» DIRECTIONS: A complete copy of the entries, exactly as written, is the expected result.
--
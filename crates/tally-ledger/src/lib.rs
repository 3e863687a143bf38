//! # tally-ledger: Ledger Service for Tally
//!
//! The caller-facing layer of the consumption ledger. [`LedgerService`] owns
//! the database handle, stages every mutation as one atomic write batch and
//! keeps a read-through [`Snapshot`] that the projections are computed from.
//!
//! ## Architecture Position
//! ```text
//! ┌─────────────────────────────────────────────────────────────────────────┐
//! │                                                                         │
//! │  caller (UI, CLI)                                                       │
//! │       │ async ops → LedgerResult<_>                                     │
//! │       ▼                                                                 │
//! │  ┌─────────────────────────────────────────────────────────────────┐   │
//! │  │                  tally-ledger (THIS CRATE)                      │   │
//! │  │                                                                 │   │
//! │  │  LedgerService ──► tally-core rules ──► WriteBatch              │   │
//! │  │       ▲                                     │                   │   │
//! │  │       │ rebuild                             ▼                   │   │
//! │  │  Snapshot ◄── watcher ◄── ChangeNotice ◄── tally-db commit      │   │
//! │  └─────────────────────────────────────────────────────────────────┘   │
//! │                                                                         │
//! └─────────────────────────────────────────────────────────────────────────┘
//! ```
//!
//! ## Usage
//!
//! ```rust,ignore
//! use tally_ledger::{LedgerConfig, LedgerService};
//! use tally_db::Database;
//!
//! let config = LedgerConfig::load(None)?;
//! let db = Database::new(config.db_config()).await?;
//! let service = LedgerService::start(db, config).await?;
//!
//! let settled = service
//!     .record_payment(&employee_id, Money::parse("12.00")?, PaymentMethod::Pix)
//!     .await?;
//! ```

pub mod config;
pub mod error;
pub mod service;
pub mod snapshot;

pub use config::{ConfigError, LedgerConfig};
pub use error::{ErrorKind, LedgerError, LedgerResult};
pub use service::LedgerService;
pub use snapshot::Snapshot;

use tracing_subscriber::EnvFilter;

/// Installs the global tracing subscriber.
///
/// Default filter: `info,tally=debug,sqlx=warn`, overridable with `RUST_LOG`.
pub fn init_tracing() {
    let filter = EnvFilter::try_from_default_env()
        .unwrap_or_else(|_| EnvFilter::new("info,tally=debug,sqlx=warn"));

    tracing_subscriber::fmt().with_env_filter(filter).init();
}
--
» RESULT BELOW:
filename crates/tally-ledger/src/lib.rs
repository 3e863687a143bf38
//! # tally-ledger: Ledger Service for Tally
//!
//! The caller-facing layer of the consumption ledger. [`LedgerService`] owns
//! the database handle, stages every mutation as one atomic write batch and
//! keeps a read-through [`Snapshot`] that the projections are computed from.
//!
//! ## Architecture Position
//! ```text
//! ┌─────────────────────────────────────────────────────────────────────────┐
//! │                                                                         │
//! │  caller (UI, CLI)                                                       │
//! │       │ async ops → LedgerResult<_>                                     │
//! │       ▼                                                                 │
//! │  ┌─────────────────────────────────────────────────────────────────┐   │
//! │  │                  tally-ledger (THIS CRATE)                      │   │
//! │  │                                                                 │   │
//! │  │  LedgerService ──► tally-core rules ──► WriteBatch              │   │
//! │  │       ▲                                     │                   │   │
//! │  │       │ rebuild                             ▼                   │   │
//! │  │  Snapshot ◄── watcher ◄── ChangeNotice ◄── tally-db commit      │   │
//! │  └─────────────────────────────────────────────────────────────────┘   │
//! │                                                                         │
//! └─────────────────────────────────────────────────────────────────────────┘
//! ```
//!
//! ## Usage
//!
//! ```rust,ignore
//! use tally_ledger::{LedgerConfig, LedgerService};
//! use tally_db::Database;
//!
//! let config = LedgerConfig::load(None)?;
//! let db = Database::new(config.db_config()).await?;
//! let service = LedgerService::start(db, config).await?;
//!
//! let settled = service
//!     .record_payment(&employee_id, Money::parse("12.00")?, PaymentMethod::Pix)
//!     .await?;
//! ```

pub mod config;
pub mod error;
pub mod service;
pub mod snapshot;

pub use config::{ConfigError, LedgerConfig};
pub use error::{ErrorKind, LedgerError, LedgerResult};
pub use service::LedgerService;
pub use snapshot::Snapshot;

use tracing_subscriber::EnvFilter;

/// Installs the global tracing subscriber.
///
/// Default filter: `info,tally=debug,sqlx=warn`, overridable with `RUST_LOG`.
pub fn init_tracing() {
    let filter = EnvFilter::try_from_default_env()
        .unwrap_or_else(|_| EnvFilter::new("info,tally=debug,sqlx=warn"));

    tracing_subscriber::fmt().with_env_filter(filter).init();
}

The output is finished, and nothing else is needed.